By Julian Frost (not verified) on 24 Feb 2017 #permalink

Seriously, Denier, is that the best you can do? I looked at your link, and took a closer look at the college’s organisation. The reason why Environmental Sciences is set apart and included with Agriculture and Food is because they have a whole freaking College of Agriculture, Food, and Environmental Sciences. Is it because they don’t think of it as science? Hardly. And no, if you look at the Natural Resources Management and Environmental Sciences Department, it seems that they don’t even have a major for atmospheric science or meteorology: their focus is on geology, watershed, and wildfire, and fuels management. You’re barking up a blind alley.

Maybe you can try to look at a university that actually does offer a meteorology major, like, say, Cornell, and try to explain from Cornell’s EAS Department’s website how Cornell University does not consider climatology a science.

By Anonymous Coward (not verified) on 24 Feb 2017 #permalink

Dean,
You really should look into the 'statistics' of those GCMs you are defending as science. The entire Climategate fiasco occurred because a statistician couldn't reproduce the results of a climate model, and revealed some pretty shoddy excuses for statistical sampling. One of the youtube video links I posted is actually about how the statistical analysis of GCMs reveals how they are making rather simplistic error correction errors with reiterative calculations, as well as entirely ignoring what error bars tell them about the predictive ability of their models.

"You really should look into the ‘statistics’ of those GCMs you are defending as science."

No CFT, the "facts" you cite are bogus. The major analyses have been replicated multiple times, and "Climate gate" was a non-event - no evidence or fact of bad behavior turned up.

Peddle your lies somewhere else.

"Cal Poly doesn’t consider Environmental Sciences to be Science. Moreover, the kids going into that program are the dumb ones. "

Good lord you are an ignorant ass. Did you not read any of the information from that link, or did the big words put you off?

"why should I?"

We know why you don't say it is a science: you don't understand any of it and don't like the results.

@Anonymous Coward wrote:

it seems that [Cal Poly] don’t even have a major for atmospheric science or meteorology

They call it 'Environmental Earth & Soil Sciences'. From their Dept page:

The core of the earth and soil sciences curriculum is composed of geology, geography, soil science, and remedial basic science courses. The program is strengthened by a diverse array of related topical and technical specializations in climate change studies

http://nres.calpoly.edu/es/

That last bit has to hurt. Even their own department calls it climate change 'studies'. It is like gender studies. All it does is set you to be a slightly more intelligent whiner with a boatload of student loan debt.

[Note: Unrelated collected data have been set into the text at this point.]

//! Wire documents served by the Docker Registry HTTP API v2
//!
//! The manifest endpoint serves either an image manifest or a manifest
//! list; the two are told apart by the `mediaType` field. Bodies without a
//! recognized media type are either legacy schema 1 manifests (tolerated
//! and skipped) or a hard error.

use serde::Deserialize;

use crate::error::{MirrorError, Result};
use crate::model::media_type;

/// Body of `GET /v2/{name}/tags/list`.
#[derive(Debug, Clone, Deserialize)]
pub struct TagListDoc {
    #[serde(default)]
    pub name: Option<String>,
    pub tags: Vec<String>,
}

/// A manifest list, one entry per platform manifest.
#[derive(Debug, Clone, Deserialize)]
#[serde(rename_all = "camelCase")]
pub struct ManifestListDoc {
    pub schema_version: u32,
    pub media_type: String,
    pub manifests: Vec<ManifestRef>,
}

/// Reference to a platform manifest inside a manifest list.
#[derive(Debug, Clone, Deserialize)]
#[serde(rename_all = "camelCase")]
pub struct ManifestRef {
    pub digest: String,
    pub media_type: String,
    #[serde(default)]
    pub size: Option<u64>,
}

/// A schema 2 image manifest.
#[derive(Debug, Clone, Deserialize)]
#[serde(rename_all = "camelCase")]
pub struct ManifestDoc {
    pub schema_version: u32,
    pub media_type: String,
    #[serde(default)]
    pub config: Option<BlobRef>,
    #[serde(default)]
    pub layers: Vec<BlobRef>,
}

/// Reference to a blob from a manifest's `layers` or `config` field.
#[derive(Debug, Clone, Deserialize)]
#[serde(rename_all = "camelCase")]
pub struct BlobRef {
    pub digest: String,
    pub media_type: String,
    #[serde(default)]
    pub size: Option<u64>,
}

/// What the body of a manifest endpoint turned out to be.
#[derive(Debug)]
pub enum ManifestDocument {
    List(ManifestListDoc),
    Manifest(ManifestDoc),
    /// Legacy schema 1 content. Not an error; callers count and skip it.
    LegacySchema1,
}

#[derive(Debug, Deserialize)]
#[serde(rename_all = "camelCase")]
struct DocumentProbe {
    #[serde(default)]
    media_type: Option<String>,
    #[serde(default)]
    schema_version: Option<u32>,
}

/// Classify a manifest endpoint body by its `mediaType` field, falling back
/// to `schemaVersion` for legacy content. Any other media type is fatal.
pub fn classify(raw: &[u8]) -> Result<ManifestDocument> {
    let probe: DocumentProbe = serde_json::from_slice(raw)?;
    match probe.media_type.as_deref() {
        Some(media_type::MANIFEST_LIST) => {
            Ok(ManifestDocument::List(serde_json::from_slice(raw)?))
        }
        Some(media_type::MANIFEST_V2) => {
            Ok(ManifestDocument::Manifest(serde_json::from_slice(raw)?))
        }
        _ if probe.schema_version == Some(1) => Ok(ManifestDocument::LegacySchema1),
        Some(other) => Err(MirrorError::UnsupportedMediaType(other.to_string())),
        None => Err(MirrorError::Parse(
            "manifest body carries neither a mediaType nor schemaVersion 1".to_string(),
        )),
    }
}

Is it any wonder the Cal Poly Science Department won't let them any where near them? The dim bulbs over there would ruin their contribution and post graduation employment statistics. I hope their climate change studies courses teach the proper way to ask "do you want fries with that?" so they can at least get a job.

I'm agreeing with Cal Poly that the whole field should properly be demoted from climate "science" to climate change studies.

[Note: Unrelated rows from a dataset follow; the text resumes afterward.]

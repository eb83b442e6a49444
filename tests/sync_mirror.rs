//! End-to-end sync tests against a fabricated remote.
//!
//! The remote is a map from URL to response body behind the `Downloader`
//! boundary, so the whole pipeline runs exactly as in production minus the
//! HTTP transport.

use std::collections::HashMap;
use std::sync::Arc;
use std::sync::atomic::{AtomicUsize, Ordering};

use async_trait::async_trait;

use docker_registry_mirror::config::{RegistryConfig, SyncConfig};
use docker_registry_mirror::error::{MirrorError, Result};
use docker_registry_mirror::model::{ContentKey, ContentKind, digest, media_type};
use docker_registry_mirror::registry::{Artifact, DownloadRequest, Downloader, RepositoryUrls};
use docker_registry_mirror::store::{ArtifactStore, ContentStore, MemoryStore};
use docker_registry_mirror::sync::{self, SyncSummary};

const BASE: &str = "http://registry.test";
const REPO: &str = "test/repo";

struct FakeRemote {
    bodies: HashMap<String, Vec<u8>>,
    staging: std::path::PathBuf,
    fetches: AtomicUsize,
}

#[async_trait]
impl Downloader for FakeRemote {
    async fn fetch(&self, request: &DownloadRequest) -> Result<Artifact> {
        self.fetches.fetch_add(1, Ordering::SeqCst);
        let body = self
            .bodies
            .get(&request.url)
            .ok_or_else(|| MirrorError::Registry(format!("GET {} returned 404", request.url)))?;
        let path = self.staging.join(uuid::Uuid::new_v4().to_string());
        tokio::fs::write(&path, body).await?;
        Ok(Artifact {
            path,
            sha256: digest::sha256_hex(body),
            size: body.len() as u64,
            persisted: false,
        })
    }
}

/// Builds the canned remote: URL map plus the tag list.
struct RemoteBuilder {
    urls: RepositoryUrls,
    bodies: HashMap<String, Vec<u8>>,
    tags: Vec<String>,
}

impl RemoteBuilder {
    fn new() -> Self {
        let config = RegistryConfig::parse(BASE, REPO).unwrap();
        Self {
            urls: RepositoryUrls::new(&config),
            bodies: HashMap::new(),
            tags: Vec::new(),
        }
    }

    fn blob(&mut self, content: &[u8]) -> serde_json::Value {
        let prefixed = digest::sha256_prefixed(content);
        self.bodies
            .insert(self.urls.blob_url(&prefixed), content.to_vec());
        serde_json::json!({
            "digest": prefixed,
            "mediaType": "application/vnd.docker.image.rootfs.diff.tar.gzip",
            "size": content.len()
        })
    }

    fn config_blob(&mut self, content: &[u8]) -> serde_json::Value {
        let prefixed = digest::sha256_prefixed(content);
        self.bodies
            .insert(self.urls.blob_url(&prefixed), content.to_vec());
        serde_json::json!({
            "digest": prefixed,
            "mediaType": "application/vnd.docker.container.image.v1+json",
            "size": content.len()
        })
    }

    /// Register a manifest fetched by digest; returns its list entry.
    fn manifest(&mut self, config: serde_json::Value, layers: &[serde_json::Value]) -> serde_json::Value {
        let body = serde_json::json!({
            "schemaVersion": 2,
            "mediaType": media_type::MANIFEST_V2,
            "config": config,
            "layers": layers
        })
        .to_string()
        .into_bytes();
        let prefixed = digest::sha256_prefixed(&body);
        self.bodies
            .insert(self.urls.manifest_url(&prefixed), body);
        serde_json::json!({
            "digest": prefixed,
            "mediaType": media_type::MANIFEST_V2
        })
    }

    fn tag(&mut self, name: &str, body: Vec<u8>) {
        self.bodies.insert(self.urls.manifest_url(name), body);
        self.tags.push(name.to_string());
    }

    fn tagged_manifest(&mut self, name: &str, config: serde_json::Value, layers: &[serde_json::Value]) {
        let body = serde_json::json!({
            "schemaVersion": 2,
            "mediaType": media_type::MANIFEST_V2,
            "config": config,
            "layers": layers
        })
        .to_string()
        .into_bytes();
        self.tag(name, body);
    }

    fn tagged_manifest_list(&mut self, name: &str, entries: &[serde_json::Value]) {
        let body = serde_json::json!({
            "schemaVersion": 2,
            "mediaType": media_type::MANIFEST_LIST,
            "manifests": entries
        })
        .to_string()
        .into_bytes();
        self.tag(name, body);
    }

    fn build(mut self, staging: &std::path::Path) -> Arc<FakeRemote> {
        let listing = serde_json::json!({"name": REPO, "tags": self.tags})
            .to_string()
            .into_bytes();
        self.bodies.insert(self.urls.tags_url(), listing);
        Arc::new(FakeRemote {
            bodies: self.bodies,
            staging: staging.to_path_buf(),
            fetches: AtomicUsize::new(0),
        })
    }
}

struct Harness {
    _dir: tempfile::TempDir,
    remote: Arc<FakeRemote>,
    store: Arc<MemoryStore>,
    artifacts: Arc<ArtifactStore>,
    urls: RepositoryUrls,
}

impl Harness {
    async fn new(builder: RemoteBuilder) -> Self {
        let dir = tempfile::tempdir().unwrap();
        let urls = builder.urls.clone();
        let remote = builder.build(dir.path());
        let artifacts = Arc::new(ArtifactStore::open(dir.path().join("store")).await.unwrap());
        Self {
            _dir: dir,
            remote,
            store: Arc::new(MemoryStore::new()),
            artifacts,
            urls,
        }
    }

    async fn sync(&self) -> Result<SyncSummary> {
        sync::synchronize(
            self.remote.clone(),
            self.urls.clone(),
            self.store.clone(),
            self.artifacts.clone(),
            SyncConfig::default(),
        )
        .await
    }

    async fn id_of(&self, kind: ContentKind, id: &str) -> uuid::Uuid {
        self.store
            .get(&ContentKey::new(kind, id))
            .await
            .unwrap()
            .unwrap()
            .id
    }
}

/// A remote with one manifest-list tag (two manifests sharing a layer),
/// one plain manifest tag, and one legacy schema 1 tag.
fn full_remote() -> RemoteBuilder {
    let mut remote = RemoteBuilder::new();

    let shared = remote.blob(b"layer-shared");
    let only_a = remote.blob(b"layer-a");
    let only_b = remote.blob(b"layer-b");
    let config_a = remote.config_blob(b"{\"os\":\"linux\",\"arch\":\"amd64\"}");
    let config_b = remote.config_blob(b"{\"os\":\"linux\",\"arch\":\"arm64\"}");
    let entry_a = remote.manifest(config_a, &[shared.clone(), only_a]);
    let entry_b = remote.manifest(config_b, &[shared.clone(), only_b]);
    remote.tagged_manifest_list("multi", &[entry_a, entry_b]);

    let plain_config = remote.config_blob(b"{\"os\":\"linux\"}");
    let plain_layer = remote.blob(b"layer-plain");
    remote.tagged_manifest("simple", plain_config, &[plain_layer, shared]);

    remote.tag(
        "ancient",
        serde_json::json!({"schemaVersion": 1, "fsLayers": []})
            .to_string()
            .into_bytes(),
    );

    remote
}

#[tokio::test]
async fn sync_builds_the_complete_hierarchy() {
    let harness = Harness::new(full_remote()).await;
    let summary = harness.sync().await.unwrap();

    let store = &harness.store;
    // The legacy tag is skipped, the other two become rows.
    assert_eq!(store.count_kind(ContentKind::Tag).await, 2);
    assert_eq!(store.count_kind(ContentKind::ManifestList).await, 1);
    // Two listed manifests plus the directly tagged one.
    assert_eq!(store.count_kind(ContentKind::Manifest).await, 3);
    // Layers: shared, a, b, plain. Configs: amd64, arm64, plain.
    assert_eq!(store.count_kind(ContentKind::Blob).await, 7);

    assert_eq!(store.list_manifests().await.len(), 2);
    // Each listed manifest has two layers, the tagged one has two as well.
    assert_eq!(store.manifest_layers().await.len(), 6);

    let report = summary.report;
    assert_eq!(report.tags_listed, 3);
    assert_eq!(report.legacy_skipped, 1);
    assert_eq!(report.tags, 2);
    assert_eq!(report.manifest_lists, 1);
    assert_eq!(report.manifests, 3);
    assert_eq!(report.blobs, 7);

    // Every canonical row is part of the new version.
    assert_eq!(summary.version.len(), 13);
    assert_eq!(summary.version.repository, REPO);
}

#[tokio::test]
async fn tags_resolve_to_exactly_one_reference() {
    let harness = Harness::new(full_remote()).await;
    harness.sync().await.unwrap();

    let multi = harness.id_of(ContentKind::Tag, "multi").await;
    let (manifest_ref, list_ref) = harness.store.tag_references(multi).await;
    assert!(manifest_ref.is_none());
    assert!(list_ref.is_some());

    let simple = harness.id_of(ContentKind::Tag, "simple").await;
    let (manifest_ref, list_ref) = harness.store.tag_references(simple).await;
    assert!(manifest_ref.is_some());
    assert!(list_ref.is_none());

    // The legacy tag never became a row at all.
    assert!(
        harness
            .store
            .get(&ContentKey::new(ContentKind::Tag, "ancient"))
            .await
            .unwrap()
            .is_none()
    );
}

#[tokio::test]
async fn a_layer_shared_across_manifests_is_stored_once() {
    let harness = Harness::new(full_remote()).await;
    harness.sync().await.unwrap();

    let shared_digest = digest::sha256_prefixed(b"layer-shared");
    let blob = harness.id_of(ContentKind::Blob, &shared_digest).await;

    let edges = harness.store.manifest_layers().await;
    let referencing: Vec<_> = edges.iter().filter(|(_, b)| *b == blob).collect();
    // Both listed manifests and the tagged manifest reference it.
    assert_eq!(referencing.len(), 3);
}

#[tokio::test]
async fn manifests_keep_a_reference_to_their_config_blob() {
    let harness = Harness::new(full_remote()).await;
    harness.sync().await.unwrap();

    let plain_config = digest::sha256_prefixed(b"{\"os\":\"linux\"}");
    let config_id = harness.id_of(ContentKind::Blob, &plain_config).await;

    let simple = harness.id_of(ContentKind::Tag, "simple").await;
    let (manifest_ref, _) = harness.store.tag_references(simple).await;
    assert_eq!(
        harness.store.manifest_config(manifest_ref.unwrap()).await,
        Some(config_id)
    );
}

#[tokio::test]
async fn resyncing_an_unchanged_remote_creates_nothing_new() {
    let harness = Harness::new(full_remote()).await;
    harness.sync().await.unwrap();
    let rows_after_first = harness.store.len().await;

    let summary = harness.sync().await.unwrap();

    assert_eq!(harness.store.len().await, rows_after_first);
    let report = summary.report;
    assert_eq!(report.created_total(), 0);
    // Every saved descriptor resolved to an existing row instead.
    assert!(report.deduplicated > 0);
    assert_eq!(report.legacy_skipped, 1);
    // Edges did not duplicate either.
    assert_eq!(harness.store.manifest_layers().await.len(), 6);
    assert_eq!(harness.store.list_manifests().await.len(), 2);
    // The second version still covers the full content set.
    assert_eq!(summary.version.len(), rows_after_first);
}

#[tokio::test]
async fn an_unknown_media_type_aborts_without_partial_state() {
    let mut remote = RemoteBuilder::new();
    remote.tag(
        "broken",
        serde_json::json!({
            "schemaVersion": 2,
            "mediaType": "application/vnd.example.unknown+json"
        })
        .to_string()
        .into_bytes(),
    );
    let harness = Harness::new(remote).await;

    let error = harness.sync().await.unwrap_err();
    assert!(matches!(error, MirrorError::UnsupportedMediaType(_)));

    // Nothing was linked and no version exists; the failed tag never
    // became canonical.
    assert_eq!(harness.store.len().await, 0);
    assert!(harness.store.manifest_layers().await.is_empty());
    assert!(harness.store.list_manifests().await.is_empty());
}

#[tokio::test]
async fn a_missing_blob_fails_the_sync() {
    let mut remote = RemoteBuilder::new();
    let mut ghost = remote.blob(b"ghost");
    // Point the manifest at a digest the remote will 404 on.
    ghost["digest"] = serde_json::Value::String(digest::sha256_prefixed(b"not-served"));
    let config = remote.config_blob(b"{}");
    remote.tagged_manifest("latest", config, &[ghost]);
    let harness = Harness::new(remote).await;

    assert!(matches!(
        harness.sync().await,
        Err(MirrorError::Registry(_))
    ));
}

#[tokio::test]
async fn corrupted_blob_bytes_fail_digest_verification() {
    let mut remote = RemoteBuilder::new();
    let mut entry = remote.blob(b"true-bytes");
    // Declare a digest of different bytes and serve the original bytes at
    // that digest's URL.
    let lying = digest::sha256_prefixed(b"other-bytes");
    entry["digest"] = serde_json::Value::String(lying.clone());
    remote
        .bodies
        .insert(remote.urls.blob_url(&lying), b"true-bytes".to_vec());
    let config = remote.config_blob(b"{}");
    remote.tagged_manifest("latest", config, &[entry]);
    let harness = Harness::new(remote).await;

    assert!(matches!(
        harness.sync().await,
        Err(MirrorError::DigestMismatch { .. })
    ));
}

In which denier demonstrates that in addition to being clueless about physics, math, and statistics, he is ignorant of the the fact that not all universities use the same naming schemes for programs.

"They call it ‘Environmental Earth & Soil Sciences’. From their Dept page:"

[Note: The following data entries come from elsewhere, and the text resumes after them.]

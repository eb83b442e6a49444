//! Configuration module for registry endpoints and sync tuning

use serde::{Deserialize, Serialize};
use url::Url;

use crate::error::{MirrorError, Result};

/// Location of the remote repository to mirror.
#[derive(Debug, Clone, Serialize, Deserialize)]
pub struct RegistryConfig {
    /// Normalized base URL, scheme included, no trailing slash.
    pub url: String,
    /// Repository name inside the registry, e.g. `library/alpine`.
    pub repository: String,
}

#[derive(Debug, Clone, Default, Serialize, Deserialize)]
pub struct AuthConfig {
    pub username: Option<String>,
    pub password: Option<String>,
}

/// Tuning knobs for the sync pipeline.
#[derive(Debug, Clone, Serialize, Deserialize)]
pub struct SyncConfig {
    /// Global cap on simultaneous in-flight transfers, shared by every
    /// download pass of the pipeline.
    pub max_concurrent_downloads: usize,
    /// Capacity of the bounded queues between stages.
    pub queue_capacity: usize,
}

impl Default for SyncConfig {
    fn default() -> Self {
        Self {
            max_concurrent_downloads: 4,
            queue_capacity: 64,
        }
    }
}

impl RegistryConfig {
    /// Parse and normalize a registry URL. A bare host gets an `https://`
    /// scheme; a trailing slash is dropped.
    pub fn parse(url: &str, repository: &str) -> Result<Self> {
        if repository.is_empty() {
            return Err(MirrorError::Configuration(
                "repository name must not be empty".to_string(),
            ));
        }

        let candidate = if url.contains("://") {
            url.to_string()
        } else {
            format!("https://{}", url)
        };

        let parsed = Url::parse(&candidate)
            .map_err(|e| MirrorError::Configuration(format!("invalid registry URL '{}': {}", url, e)))?;
        if !matches!(parsed.scheme(), "http" | "https") {
            return Err(MirrorError::Configuration(format!(
                "unsupported URL scheme '{}' for registry '{}'",
                parsed.scheme(),
                url
            )));
        }

        Ok(Self {
            url: candidate.trim_end_matches('/').to_string(),
            repository: repository.to_string(),
        })
    }
}

impl AuthConfig {
    pub fn has_credentials(&self) -> bool {
        self.username.is_some()
    }
}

And therefore call it a science, dumbass.

Gosh, not only is this topic supposed to be literally about lightning rods, the whole idea of politicising of science is a figurative lightning rod in itself!

By Anonymous Coward (not verified) on 25 Feb 2017 #permalink

@Anonymous Coward

Welcome to the internet in 2017. EVERYTHING is a lightning rod.

Well that was a meaningless and vapid post, denier. Care to try something actually pertinent, or are we just not able to manage AC's point and want to "reply" without saying anything? You sure as shit aren't going to concede the point, are you.